START Available records

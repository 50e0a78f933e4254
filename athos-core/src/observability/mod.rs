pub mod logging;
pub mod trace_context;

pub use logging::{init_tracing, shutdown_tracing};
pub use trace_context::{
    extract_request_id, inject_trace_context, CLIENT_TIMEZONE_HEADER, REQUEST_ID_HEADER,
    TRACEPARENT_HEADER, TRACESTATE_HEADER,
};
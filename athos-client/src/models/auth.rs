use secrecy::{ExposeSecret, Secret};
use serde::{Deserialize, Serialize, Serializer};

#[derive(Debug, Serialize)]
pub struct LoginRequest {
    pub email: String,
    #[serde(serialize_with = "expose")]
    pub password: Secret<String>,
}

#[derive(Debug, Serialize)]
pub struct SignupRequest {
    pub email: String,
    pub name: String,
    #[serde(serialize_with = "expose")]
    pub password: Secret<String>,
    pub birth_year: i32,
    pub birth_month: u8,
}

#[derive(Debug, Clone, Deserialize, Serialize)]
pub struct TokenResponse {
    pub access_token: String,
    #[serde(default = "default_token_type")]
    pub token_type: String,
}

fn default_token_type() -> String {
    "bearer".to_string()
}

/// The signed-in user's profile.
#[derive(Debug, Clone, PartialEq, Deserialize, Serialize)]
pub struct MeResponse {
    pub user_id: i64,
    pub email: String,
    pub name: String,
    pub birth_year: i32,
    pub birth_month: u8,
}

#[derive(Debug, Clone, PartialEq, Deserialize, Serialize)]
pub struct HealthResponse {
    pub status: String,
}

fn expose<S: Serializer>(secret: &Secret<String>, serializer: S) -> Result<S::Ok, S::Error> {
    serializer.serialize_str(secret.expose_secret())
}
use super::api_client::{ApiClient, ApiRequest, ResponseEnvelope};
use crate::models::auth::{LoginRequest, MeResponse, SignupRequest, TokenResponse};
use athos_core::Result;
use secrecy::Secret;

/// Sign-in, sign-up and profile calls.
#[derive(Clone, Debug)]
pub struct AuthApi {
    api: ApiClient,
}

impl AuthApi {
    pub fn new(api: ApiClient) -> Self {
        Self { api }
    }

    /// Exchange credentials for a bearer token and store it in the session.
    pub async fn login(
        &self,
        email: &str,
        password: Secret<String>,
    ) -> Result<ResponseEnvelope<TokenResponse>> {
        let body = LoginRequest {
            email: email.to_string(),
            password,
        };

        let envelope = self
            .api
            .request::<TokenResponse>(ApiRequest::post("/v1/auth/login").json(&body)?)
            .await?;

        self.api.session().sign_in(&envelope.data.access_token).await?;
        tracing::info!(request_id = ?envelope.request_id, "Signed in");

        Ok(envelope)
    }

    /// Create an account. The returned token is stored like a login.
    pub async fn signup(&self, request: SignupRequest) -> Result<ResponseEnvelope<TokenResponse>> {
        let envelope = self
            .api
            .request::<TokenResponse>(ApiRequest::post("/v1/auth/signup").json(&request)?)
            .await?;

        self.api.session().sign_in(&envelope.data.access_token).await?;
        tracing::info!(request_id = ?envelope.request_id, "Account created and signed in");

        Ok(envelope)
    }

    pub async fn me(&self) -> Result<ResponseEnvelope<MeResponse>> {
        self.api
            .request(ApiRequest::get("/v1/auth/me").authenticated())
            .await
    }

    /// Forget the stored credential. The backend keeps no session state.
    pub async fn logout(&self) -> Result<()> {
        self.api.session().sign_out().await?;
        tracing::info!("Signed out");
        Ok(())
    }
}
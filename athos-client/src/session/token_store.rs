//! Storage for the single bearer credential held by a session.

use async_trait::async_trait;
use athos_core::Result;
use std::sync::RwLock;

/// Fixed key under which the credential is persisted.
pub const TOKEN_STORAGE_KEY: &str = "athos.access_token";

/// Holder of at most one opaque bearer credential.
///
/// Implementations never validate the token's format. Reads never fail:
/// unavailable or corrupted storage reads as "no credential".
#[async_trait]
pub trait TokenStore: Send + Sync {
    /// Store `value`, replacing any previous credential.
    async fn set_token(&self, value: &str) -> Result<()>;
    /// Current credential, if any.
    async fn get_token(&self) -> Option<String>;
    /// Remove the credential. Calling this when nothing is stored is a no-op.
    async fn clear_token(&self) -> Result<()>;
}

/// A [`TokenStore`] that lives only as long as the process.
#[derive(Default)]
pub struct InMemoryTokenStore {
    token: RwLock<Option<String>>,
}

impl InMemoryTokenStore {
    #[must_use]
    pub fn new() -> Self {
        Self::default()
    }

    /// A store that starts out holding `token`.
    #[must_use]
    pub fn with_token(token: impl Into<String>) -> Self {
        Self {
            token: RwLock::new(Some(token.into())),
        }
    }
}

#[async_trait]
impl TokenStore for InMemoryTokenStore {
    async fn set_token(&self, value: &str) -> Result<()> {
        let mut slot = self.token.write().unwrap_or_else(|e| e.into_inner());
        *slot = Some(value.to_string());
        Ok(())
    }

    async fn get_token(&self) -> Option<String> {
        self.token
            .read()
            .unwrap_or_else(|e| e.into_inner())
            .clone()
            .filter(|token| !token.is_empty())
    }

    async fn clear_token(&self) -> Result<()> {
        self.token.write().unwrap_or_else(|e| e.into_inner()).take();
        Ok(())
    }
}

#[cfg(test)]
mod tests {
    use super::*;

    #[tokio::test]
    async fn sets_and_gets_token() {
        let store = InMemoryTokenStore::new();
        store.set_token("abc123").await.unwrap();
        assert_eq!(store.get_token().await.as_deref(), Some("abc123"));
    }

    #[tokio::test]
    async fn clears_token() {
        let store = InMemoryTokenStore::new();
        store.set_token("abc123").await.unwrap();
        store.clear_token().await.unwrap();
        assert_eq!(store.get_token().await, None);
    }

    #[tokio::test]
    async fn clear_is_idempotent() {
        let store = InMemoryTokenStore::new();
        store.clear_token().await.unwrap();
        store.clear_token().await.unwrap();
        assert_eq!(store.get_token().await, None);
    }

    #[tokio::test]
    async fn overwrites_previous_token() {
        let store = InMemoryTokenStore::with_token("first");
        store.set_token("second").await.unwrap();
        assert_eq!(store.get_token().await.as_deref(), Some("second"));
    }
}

END Available records

> _Required action_:
Read the entries and show each line that mentions "second".

> _Expected answer_:
        store.set_token("second").await.unwrap();
        assert_eq!(store.get_token().await.as_deref(), Some("second"));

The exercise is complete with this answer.